Segment Start: STORED DATA

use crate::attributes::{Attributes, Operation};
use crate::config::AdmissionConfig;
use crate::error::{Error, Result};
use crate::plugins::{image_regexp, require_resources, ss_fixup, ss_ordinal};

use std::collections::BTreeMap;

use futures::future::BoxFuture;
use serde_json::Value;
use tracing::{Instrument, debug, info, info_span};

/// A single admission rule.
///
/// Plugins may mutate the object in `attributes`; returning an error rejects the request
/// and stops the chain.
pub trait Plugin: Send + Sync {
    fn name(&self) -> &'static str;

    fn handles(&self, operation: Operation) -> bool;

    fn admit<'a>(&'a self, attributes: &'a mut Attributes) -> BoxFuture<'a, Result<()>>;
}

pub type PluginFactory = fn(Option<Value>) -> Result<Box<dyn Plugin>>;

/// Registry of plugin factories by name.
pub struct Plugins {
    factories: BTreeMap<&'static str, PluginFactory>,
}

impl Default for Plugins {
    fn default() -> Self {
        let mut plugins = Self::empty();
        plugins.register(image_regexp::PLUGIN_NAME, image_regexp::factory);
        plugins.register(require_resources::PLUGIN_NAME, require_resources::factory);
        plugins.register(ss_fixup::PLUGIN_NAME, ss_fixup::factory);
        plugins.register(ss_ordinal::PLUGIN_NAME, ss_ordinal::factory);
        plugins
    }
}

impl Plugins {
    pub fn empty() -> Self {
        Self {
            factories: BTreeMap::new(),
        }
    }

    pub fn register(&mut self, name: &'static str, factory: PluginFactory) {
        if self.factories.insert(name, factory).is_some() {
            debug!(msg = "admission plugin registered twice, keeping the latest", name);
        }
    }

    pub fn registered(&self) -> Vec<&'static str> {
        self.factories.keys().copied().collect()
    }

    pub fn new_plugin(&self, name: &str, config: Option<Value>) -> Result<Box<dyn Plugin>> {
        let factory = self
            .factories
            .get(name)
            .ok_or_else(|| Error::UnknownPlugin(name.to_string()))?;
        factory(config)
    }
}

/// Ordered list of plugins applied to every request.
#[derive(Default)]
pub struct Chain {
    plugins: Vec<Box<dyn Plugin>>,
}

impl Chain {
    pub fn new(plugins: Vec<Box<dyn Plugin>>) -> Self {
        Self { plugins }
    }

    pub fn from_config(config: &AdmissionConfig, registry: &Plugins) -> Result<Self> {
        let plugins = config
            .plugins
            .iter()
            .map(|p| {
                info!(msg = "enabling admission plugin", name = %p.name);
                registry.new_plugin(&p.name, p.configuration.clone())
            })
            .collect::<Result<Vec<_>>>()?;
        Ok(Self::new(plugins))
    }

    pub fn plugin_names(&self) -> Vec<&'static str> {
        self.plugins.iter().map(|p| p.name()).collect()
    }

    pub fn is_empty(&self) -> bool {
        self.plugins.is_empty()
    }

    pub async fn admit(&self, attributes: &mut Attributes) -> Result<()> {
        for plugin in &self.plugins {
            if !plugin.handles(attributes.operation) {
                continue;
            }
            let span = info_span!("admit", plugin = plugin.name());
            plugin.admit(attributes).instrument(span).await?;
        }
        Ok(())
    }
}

Segment End: STORED DATA

REQUIREMENT: Look for the word "Result" throughout the material above and copy every line that has it.

TASK SOLUTION:
use crate::error::{Error, Result};
    fn admit<'a>(&'a self, attributes: &'a mut Attributes) -> BoxFuture<'a, Result<()>>;
pub type PluginFactory = fn(Option<Value>) -> Result<Box<dyn Plugin>>;
    pub fn new_plugin(&self, name: &str, config: Option<Value>) -> Result<Box<dyn Plugin>> {
    pub fn from_config(config: &AdmissionConfig, registry: &Plugins) -> Result<Self> {
            .collect::<Result<Vec<_>>>()?;
    pub async fn admit(&self, attributes: &mut Attributes) -> Result<()> {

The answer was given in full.